SS, which develops in new small vessels in large aneurysms, is a characteristic of CALs caused by KD.6 It is thought that recanalization occurs after a thrombotic occlusion of major coronary arteries. The cause of SS is suspected to be related to thrombosis and thrombolysis, and it often occurs within 2 years after the onset of KD. The prevalence of SS in the RCA is significantly higher than in the left coronary artery.9 Most patients with SS had no history of MI, and they were almost asymptomatic. It is possible that either mild symptoms or signs had not been always detected in the children. The degree of myocardial damage in them was unknown before. Our study showed that the extent of transmural damage was ≤50% in most of the patients with ACAO and that global LV function was preserved. Patients with ACAO have often developed collateral vessels from other coronary arteries. Further, ACAO including SS are likely to occur in the right rather than the left coronary artery.24 There was also a difference in the extent of the area that each coronary artery supplied, which might be one of the reasons why there was a decrease in LV impairment in most of the patients with ACAO.

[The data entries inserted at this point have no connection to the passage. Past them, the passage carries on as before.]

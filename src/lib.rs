//! texreport - compile LaTeX reports with pdflatex and generate pgfplots time-series snippets.
//!
//! ```no_run
//! use std::path::Path;
//! use texreport::{pgfplot, Compiler, PlotSpec};
//!
//! # async fn run() -> texreport::Result<()> {
//! let spec = PlotSpec::new("temp", "xlabel=Date", "blue", vec![(1_700_000_000, 21.5)]);
//! let script = pgfplot(&spec, Path::new("/tmp/reports"))?;
//!
//! let compiler = Compiler::from_config_path("/etc/texreport/pdflatex.json")?;
//! let pdf = compiler.compile(Path::new("/tmp/reports/report.tex"), None).await?;
//! # let _ = (script, pdf);
//! # Ok(())
//! # }
//! ```

pub mod config;
pub mod error;
pub mod latex;
pub mod pgfplot;
pub mod utils;

pub use config::Config;
pub use error::{Error, Result};
pub use latex::Compiler;
pub use pgfplot::{parse_points, pgfplot, PlotSpec, Point};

Study LimitationsWe did not evaluate the CALs by CMR, because of the limited time for the CMR examination.25 It would be better to evaluate CALs and ventricular function by CMR at the same time. We did not analyze the location or extent of the area of LGE and those findings and regional wall motion, in addition to the results of this study, should be investigated to understand in detail the cause of LV dysfunction in this population.
The existence of LGE >50% in the myocardium suggests adverse remodeling of the LV. Although LGE was found in more than half of the study patients with ACAO, the transmural extent of LGE was ≤50% in most of them and their global LV function was preserved. Global RV function in the patients with CALs caused by KD was usually preserved.
None.
This retrospective study was approved by the Ethics Committee of the National Cerebral and Cardiovascular Center and performed in accordance with the Declaration of Helsinki.
H.N. collected the data and wrote the manuscript. E.T. had a role in the design of this retrospective study. Y.M. analyzed the CMR data. K.K. supervised this study.
The authors declare that they have no competing interests.